Assignment —
Calculate how many lines of the data hold "MemoryState". The answer consists of that number only.

[Stored items]
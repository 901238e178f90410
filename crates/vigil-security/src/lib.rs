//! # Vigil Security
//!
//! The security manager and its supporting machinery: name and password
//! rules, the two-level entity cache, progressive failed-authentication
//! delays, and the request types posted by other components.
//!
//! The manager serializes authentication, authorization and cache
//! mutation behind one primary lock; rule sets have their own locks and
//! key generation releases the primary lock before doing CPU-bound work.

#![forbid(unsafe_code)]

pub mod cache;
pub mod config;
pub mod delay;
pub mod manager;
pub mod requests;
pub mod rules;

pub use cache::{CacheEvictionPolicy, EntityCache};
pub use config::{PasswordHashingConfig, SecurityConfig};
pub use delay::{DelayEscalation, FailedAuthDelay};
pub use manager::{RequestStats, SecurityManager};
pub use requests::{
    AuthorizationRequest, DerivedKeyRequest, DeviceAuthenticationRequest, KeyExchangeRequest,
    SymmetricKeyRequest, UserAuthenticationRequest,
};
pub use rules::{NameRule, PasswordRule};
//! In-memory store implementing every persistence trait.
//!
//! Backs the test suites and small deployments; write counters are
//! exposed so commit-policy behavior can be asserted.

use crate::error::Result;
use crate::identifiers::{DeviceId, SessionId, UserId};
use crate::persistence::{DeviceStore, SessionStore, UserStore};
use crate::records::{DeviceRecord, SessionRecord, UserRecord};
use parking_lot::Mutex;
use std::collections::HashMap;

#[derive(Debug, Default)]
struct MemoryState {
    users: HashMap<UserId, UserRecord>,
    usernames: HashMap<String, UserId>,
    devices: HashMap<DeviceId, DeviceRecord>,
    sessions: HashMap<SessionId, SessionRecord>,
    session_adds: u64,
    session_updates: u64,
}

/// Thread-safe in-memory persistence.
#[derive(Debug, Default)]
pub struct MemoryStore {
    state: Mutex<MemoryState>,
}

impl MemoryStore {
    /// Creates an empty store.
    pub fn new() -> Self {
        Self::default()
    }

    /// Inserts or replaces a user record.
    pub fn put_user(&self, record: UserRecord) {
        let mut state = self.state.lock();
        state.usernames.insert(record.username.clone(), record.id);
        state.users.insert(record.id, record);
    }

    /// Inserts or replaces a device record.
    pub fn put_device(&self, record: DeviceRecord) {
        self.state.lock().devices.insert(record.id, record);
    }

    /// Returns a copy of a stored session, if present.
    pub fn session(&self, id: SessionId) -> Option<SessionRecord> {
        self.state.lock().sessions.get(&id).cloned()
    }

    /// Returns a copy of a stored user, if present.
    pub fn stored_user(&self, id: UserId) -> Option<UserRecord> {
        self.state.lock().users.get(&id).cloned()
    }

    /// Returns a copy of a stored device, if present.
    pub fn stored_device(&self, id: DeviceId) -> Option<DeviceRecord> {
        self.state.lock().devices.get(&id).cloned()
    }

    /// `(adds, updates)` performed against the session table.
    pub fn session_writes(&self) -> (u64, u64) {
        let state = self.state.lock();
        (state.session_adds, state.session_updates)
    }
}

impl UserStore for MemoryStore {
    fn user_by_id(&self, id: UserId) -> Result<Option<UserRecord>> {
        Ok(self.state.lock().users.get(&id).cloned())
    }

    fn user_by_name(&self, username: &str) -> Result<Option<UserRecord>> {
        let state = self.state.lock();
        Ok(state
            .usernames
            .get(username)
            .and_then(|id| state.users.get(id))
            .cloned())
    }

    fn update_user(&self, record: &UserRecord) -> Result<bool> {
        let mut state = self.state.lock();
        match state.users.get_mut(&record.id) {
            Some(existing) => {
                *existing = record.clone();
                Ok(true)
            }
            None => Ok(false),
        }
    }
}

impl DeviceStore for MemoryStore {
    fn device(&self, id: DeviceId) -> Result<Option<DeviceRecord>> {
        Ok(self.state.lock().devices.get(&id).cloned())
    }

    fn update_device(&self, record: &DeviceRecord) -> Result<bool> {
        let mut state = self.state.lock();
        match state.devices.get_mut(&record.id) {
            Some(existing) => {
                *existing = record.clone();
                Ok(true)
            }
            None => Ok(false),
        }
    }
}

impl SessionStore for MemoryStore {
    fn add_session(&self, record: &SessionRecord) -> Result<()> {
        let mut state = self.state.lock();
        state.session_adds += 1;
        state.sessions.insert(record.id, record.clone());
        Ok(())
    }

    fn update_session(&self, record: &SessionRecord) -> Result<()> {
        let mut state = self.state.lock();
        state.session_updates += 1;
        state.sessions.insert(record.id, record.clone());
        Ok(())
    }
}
---
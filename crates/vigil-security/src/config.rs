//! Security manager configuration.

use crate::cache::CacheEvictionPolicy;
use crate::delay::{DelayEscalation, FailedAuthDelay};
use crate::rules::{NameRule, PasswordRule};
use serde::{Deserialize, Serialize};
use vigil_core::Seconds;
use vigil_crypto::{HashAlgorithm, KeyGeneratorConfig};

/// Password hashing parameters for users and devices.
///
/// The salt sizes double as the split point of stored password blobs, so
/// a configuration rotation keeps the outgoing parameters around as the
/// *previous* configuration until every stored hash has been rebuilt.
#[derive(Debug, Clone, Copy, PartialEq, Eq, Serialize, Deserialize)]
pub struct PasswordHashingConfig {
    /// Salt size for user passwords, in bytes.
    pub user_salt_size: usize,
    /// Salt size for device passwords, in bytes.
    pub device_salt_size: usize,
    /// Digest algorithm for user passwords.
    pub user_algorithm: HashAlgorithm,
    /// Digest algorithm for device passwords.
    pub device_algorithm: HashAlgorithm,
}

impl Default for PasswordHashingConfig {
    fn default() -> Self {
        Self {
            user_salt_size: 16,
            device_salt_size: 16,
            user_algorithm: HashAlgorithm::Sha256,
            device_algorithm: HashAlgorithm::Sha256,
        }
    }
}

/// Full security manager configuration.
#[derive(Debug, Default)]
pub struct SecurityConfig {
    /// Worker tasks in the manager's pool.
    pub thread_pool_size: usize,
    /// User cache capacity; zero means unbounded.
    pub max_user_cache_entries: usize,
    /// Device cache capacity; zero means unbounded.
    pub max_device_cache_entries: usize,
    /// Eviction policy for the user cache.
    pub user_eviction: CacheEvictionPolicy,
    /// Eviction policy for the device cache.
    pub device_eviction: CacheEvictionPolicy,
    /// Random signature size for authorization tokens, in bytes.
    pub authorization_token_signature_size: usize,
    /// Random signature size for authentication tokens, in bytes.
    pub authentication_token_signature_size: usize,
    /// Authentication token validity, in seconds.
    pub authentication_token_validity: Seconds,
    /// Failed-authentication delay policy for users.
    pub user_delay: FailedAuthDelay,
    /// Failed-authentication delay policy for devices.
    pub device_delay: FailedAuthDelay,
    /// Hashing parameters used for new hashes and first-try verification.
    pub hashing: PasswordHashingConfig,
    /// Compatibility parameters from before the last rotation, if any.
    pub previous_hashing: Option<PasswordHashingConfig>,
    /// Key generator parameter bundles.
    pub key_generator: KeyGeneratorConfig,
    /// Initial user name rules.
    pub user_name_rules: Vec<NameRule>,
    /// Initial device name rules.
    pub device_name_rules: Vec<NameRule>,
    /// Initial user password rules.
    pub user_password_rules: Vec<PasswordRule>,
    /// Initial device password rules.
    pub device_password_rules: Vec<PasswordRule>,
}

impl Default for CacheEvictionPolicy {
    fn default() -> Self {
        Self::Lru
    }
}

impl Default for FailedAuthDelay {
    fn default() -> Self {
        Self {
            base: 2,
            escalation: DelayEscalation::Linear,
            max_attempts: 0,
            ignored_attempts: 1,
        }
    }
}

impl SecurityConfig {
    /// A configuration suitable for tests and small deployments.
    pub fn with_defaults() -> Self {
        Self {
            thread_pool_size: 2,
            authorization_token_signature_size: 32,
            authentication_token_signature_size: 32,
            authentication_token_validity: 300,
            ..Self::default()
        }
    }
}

Exercise answer —
2